“Coherence”

Susan Granger’s review of “Coherence” (Oscilloscope Laboratories)

 

If you enjoy a cerebral twist with your sci-fi, try this metaphysical thriller. Set at a countryside home, it follows a casual gathering of eight friends that coincides with Miller’s Comet passing overhead in the night sky.  As the evening begins, Emily (Emily Baldoni), a ballet dancer who inadvertently jettisoned her best chance for a career, is upset that Laurie (Lauren Maher), the flirtatious, former girlfriend of her boyfriend Kevin (Maury Sterling) is joining them for dinner as the guest of Amir (Alex Manguian). There’s also Mike (Nicholas Brendon), an actor on TV’s “Roswell,” and his wife Lee (Lorene Scafaria), along with Hugh (Hugo Armstrong) and Beth (Elizabeth Gracen).

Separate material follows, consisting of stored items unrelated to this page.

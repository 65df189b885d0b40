use glam::{Mat4, Vec2};

#[repr(C)]
#[derive(Copy, Clone, Debug, bytemuck::Pod, bytemuck::Zeroable)]
pub struct CameraUniform {
    pub view_proj: [[f32; 4]; 4],
}

/// Orthographic 2D camera for a y-down world: world y grows toward the
/// bottom of the screen (gravity is +y), so the projection's vertical
/// bounds are flipped relative to the usual y-up setup.
pub struct Camera2D {
    pub position: Vec2,
    pub zoom: f32,
    pub viewport: (u32, u32),
}

impl Camera2D {
    pub fn new(viewport_width: u32, viewport_height: u32) -> Self {
        Self {
            position: Vec2::ZERO,
            zoom: 1.0,
            viewport: (viewport_width, viewport_height),
        }
    }

    /// World-space height of the visible area at the current zoom.
    pub fn view_height(&self) -> f32 {
        self.viewport.1 as f32 / self.zoom
    }

    pub fn build_uniform(&self) -> CameraUniform {
        let half_w = (self.viewport.0 as f32) / (2.0 * self.zoom);
        let half_h = (self.viewport.1 as f32) / (2.0 * self.zoom);

        // bottom/top swapped: larger world y maps to the bottom of the screen.
        let proj = Mat4::orthographic_rh(
            self.position.x - half_w,
            self.position.x + half_w,
            self.position.y + half_h,
            self.position.y - half_h,
            -1.0,
            1.0,
        );

        CameraUniform {
            view_proj: proj.to_cols_array_2d(),
        }
    }
}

When the astronomic anomaly knocks out the electricity, there’s a scramble for candles and the generator. Various members of the four couples react differently, but they’re all intrigued by a house two blocks down the street that seems to have lights. Various expeditions occur – until they discover that it replicates their house with alternate versions of themselves enjoying a dinner party. Not surprisingly, that ignites rampant paranoia as their concept of reality is challenged.

Coincidentally, the brother of one of the guests is a physics professor who left a book explaining the Schrodinger’s Cat theory, which goes something like this: a cat is put in a box along with a vial of poison. Ordinary thinking dictates that there’s a 50-50 chance the cat will live or die. However, quantum physics postulates that both realities exist simultaneously, so it’s only when the box is opened that they collapse into a single event. As one guest notes, you saw Gwyneth Paltrow’s “Sliding Doors” (1998), it’s somewhat the same paradox.

Cleverly written and directed by James Ward Byrkit, it’s filled with new faces, except for “Buffy the Vampire Slayer” vet Nicholas Brendon, who remarks, “The whole night we’ve been worried that there might be some dark version of ourselves out there….(but) what if we’re the dark versions?”

On the Granger Movie Gauge of 1 to 10, “Coherence” is a strangely subtle, supernatural 6. It’s a contemporary mindbender.